◆ **Directions**:
Provide only the number of lines in the data below that contain the string "Ordering".

◆ ◆ ◆ ◆

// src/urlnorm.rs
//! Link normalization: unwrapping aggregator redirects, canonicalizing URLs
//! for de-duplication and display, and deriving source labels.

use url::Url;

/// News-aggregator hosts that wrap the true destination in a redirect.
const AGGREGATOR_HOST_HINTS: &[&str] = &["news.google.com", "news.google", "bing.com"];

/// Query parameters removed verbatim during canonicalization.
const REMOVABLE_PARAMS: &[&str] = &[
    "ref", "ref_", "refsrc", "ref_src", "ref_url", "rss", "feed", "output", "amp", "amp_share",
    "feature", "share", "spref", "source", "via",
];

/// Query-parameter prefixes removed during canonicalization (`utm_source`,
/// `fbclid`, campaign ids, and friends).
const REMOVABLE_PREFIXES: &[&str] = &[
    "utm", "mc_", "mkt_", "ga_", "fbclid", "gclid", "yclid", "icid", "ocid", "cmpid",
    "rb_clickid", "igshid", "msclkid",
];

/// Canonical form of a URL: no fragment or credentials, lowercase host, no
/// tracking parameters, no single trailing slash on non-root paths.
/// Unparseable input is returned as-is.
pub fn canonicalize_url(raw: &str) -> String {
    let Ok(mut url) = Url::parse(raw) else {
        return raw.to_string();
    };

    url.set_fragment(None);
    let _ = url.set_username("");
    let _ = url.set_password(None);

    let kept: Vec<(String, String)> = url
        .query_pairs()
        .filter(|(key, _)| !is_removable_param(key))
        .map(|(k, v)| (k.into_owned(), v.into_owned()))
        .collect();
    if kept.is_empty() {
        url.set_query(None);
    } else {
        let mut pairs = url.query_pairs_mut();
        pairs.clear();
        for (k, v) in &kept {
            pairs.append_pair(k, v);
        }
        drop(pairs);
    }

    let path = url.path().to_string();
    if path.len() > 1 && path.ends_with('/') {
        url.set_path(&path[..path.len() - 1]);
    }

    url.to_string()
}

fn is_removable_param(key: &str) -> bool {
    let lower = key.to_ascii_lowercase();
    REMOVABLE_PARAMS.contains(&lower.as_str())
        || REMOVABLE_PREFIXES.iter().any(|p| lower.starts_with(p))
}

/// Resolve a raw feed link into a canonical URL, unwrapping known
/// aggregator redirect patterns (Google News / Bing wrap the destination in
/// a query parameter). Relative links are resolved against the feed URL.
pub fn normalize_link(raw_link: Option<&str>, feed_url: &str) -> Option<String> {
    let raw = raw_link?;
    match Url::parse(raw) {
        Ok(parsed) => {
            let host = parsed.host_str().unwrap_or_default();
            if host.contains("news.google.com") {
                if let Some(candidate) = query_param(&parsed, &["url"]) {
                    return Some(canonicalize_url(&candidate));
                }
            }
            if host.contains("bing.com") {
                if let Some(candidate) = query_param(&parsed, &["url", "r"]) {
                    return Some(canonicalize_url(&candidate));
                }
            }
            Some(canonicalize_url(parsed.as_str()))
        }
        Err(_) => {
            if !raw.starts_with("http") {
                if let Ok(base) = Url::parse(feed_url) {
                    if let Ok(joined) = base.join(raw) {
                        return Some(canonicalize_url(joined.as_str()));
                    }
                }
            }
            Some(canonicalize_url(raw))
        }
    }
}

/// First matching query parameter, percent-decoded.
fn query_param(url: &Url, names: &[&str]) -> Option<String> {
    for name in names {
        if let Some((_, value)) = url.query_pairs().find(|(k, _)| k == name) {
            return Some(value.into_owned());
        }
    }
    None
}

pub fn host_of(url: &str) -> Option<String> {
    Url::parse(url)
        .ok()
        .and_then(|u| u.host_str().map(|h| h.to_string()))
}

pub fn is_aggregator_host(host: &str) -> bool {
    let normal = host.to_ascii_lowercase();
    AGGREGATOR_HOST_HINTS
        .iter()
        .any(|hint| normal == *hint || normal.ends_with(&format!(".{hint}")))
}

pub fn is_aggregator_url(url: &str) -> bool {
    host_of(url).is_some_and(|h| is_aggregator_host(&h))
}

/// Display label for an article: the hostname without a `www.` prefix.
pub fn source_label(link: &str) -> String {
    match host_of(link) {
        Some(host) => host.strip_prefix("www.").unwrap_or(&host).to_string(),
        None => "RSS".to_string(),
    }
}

◆ ◆ ◆ ◆

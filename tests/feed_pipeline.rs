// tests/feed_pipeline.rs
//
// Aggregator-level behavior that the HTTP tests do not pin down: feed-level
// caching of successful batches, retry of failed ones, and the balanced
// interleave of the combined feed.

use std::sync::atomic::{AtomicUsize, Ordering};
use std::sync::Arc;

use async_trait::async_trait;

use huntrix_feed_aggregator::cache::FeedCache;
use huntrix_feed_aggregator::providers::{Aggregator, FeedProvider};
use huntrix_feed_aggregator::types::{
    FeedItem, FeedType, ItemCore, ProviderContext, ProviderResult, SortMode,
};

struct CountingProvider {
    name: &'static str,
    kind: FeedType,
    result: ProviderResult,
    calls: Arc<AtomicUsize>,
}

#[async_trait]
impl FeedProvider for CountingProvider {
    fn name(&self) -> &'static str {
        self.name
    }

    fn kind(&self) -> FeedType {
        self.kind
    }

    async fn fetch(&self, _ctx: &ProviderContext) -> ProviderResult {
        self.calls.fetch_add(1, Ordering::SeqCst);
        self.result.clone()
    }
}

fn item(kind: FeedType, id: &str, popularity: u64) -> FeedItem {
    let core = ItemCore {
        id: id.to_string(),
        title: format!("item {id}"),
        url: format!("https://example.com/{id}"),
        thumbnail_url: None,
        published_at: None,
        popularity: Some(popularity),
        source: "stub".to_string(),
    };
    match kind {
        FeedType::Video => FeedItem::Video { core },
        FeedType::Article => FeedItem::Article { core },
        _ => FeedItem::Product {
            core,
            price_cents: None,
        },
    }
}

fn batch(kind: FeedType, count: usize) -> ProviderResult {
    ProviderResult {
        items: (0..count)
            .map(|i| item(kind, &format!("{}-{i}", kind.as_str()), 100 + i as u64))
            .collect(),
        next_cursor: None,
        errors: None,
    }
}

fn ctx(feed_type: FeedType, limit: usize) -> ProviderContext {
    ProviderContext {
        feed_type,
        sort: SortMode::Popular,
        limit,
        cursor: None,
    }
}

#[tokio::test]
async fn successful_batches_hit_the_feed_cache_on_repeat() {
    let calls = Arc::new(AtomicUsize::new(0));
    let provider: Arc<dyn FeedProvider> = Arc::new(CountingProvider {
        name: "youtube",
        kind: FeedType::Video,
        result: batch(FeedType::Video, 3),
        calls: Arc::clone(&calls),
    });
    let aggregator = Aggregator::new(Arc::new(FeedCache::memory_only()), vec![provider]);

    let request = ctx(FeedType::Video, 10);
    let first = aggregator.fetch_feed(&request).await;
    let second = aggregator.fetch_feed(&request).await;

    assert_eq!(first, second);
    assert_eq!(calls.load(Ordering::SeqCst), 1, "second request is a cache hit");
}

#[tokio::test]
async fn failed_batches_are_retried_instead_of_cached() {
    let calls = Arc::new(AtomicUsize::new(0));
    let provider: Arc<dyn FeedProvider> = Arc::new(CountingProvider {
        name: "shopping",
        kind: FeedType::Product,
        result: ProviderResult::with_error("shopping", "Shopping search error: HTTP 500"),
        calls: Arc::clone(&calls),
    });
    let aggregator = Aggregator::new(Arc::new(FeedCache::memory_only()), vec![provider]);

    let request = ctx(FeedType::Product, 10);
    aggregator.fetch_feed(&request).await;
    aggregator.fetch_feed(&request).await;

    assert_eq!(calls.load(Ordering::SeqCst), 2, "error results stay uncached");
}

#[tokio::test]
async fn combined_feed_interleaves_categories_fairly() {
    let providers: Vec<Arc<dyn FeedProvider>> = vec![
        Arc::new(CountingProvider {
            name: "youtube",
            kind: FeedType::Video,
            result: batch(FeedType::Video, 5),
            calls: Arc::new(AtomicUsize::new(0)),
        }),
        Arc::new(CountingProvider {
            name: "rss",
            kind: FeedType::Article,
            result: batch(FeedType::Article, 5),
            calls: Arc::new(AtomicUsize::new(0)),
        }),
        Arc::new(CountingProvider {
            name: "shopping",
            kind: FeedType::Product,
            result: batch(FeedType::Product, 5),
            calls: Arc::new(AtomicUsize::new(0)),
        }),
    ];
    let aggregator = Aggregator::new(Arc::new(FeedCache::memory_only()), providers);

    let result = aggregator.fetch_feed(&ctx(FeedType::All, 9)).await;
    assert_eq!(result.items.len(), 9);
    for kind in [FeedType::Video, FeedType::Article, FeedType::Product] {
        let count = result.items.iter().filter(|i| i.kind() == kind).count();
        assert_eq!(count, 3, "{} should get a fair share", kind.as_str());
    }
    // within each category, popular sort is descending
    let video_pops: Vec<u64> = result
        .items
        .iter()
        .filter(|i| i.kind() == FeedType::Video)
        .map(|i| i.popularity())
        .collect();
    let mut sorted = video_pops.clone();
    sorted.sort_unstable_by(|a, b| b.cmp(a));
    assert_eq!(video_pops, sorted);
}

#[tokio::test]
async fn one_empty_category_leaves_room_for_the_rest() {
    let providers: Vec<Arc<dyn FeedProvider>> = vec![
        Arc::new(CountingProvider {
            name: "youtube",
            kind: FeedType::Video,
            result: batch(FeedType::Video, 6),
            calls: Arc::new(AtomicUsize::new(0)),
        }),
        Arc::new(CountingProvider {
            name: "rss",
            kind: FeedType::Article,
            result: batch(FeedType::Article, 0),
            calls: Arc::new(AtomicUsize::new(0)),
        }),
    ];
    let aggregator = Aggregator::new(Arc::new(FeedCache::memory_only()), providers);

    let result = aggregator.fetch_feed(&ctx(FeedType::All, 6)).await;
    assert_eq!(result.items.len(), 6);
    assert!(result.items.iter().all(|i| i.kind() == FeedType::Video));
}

◆ ◆ ◆ ◆

◆ **Your solution**:
4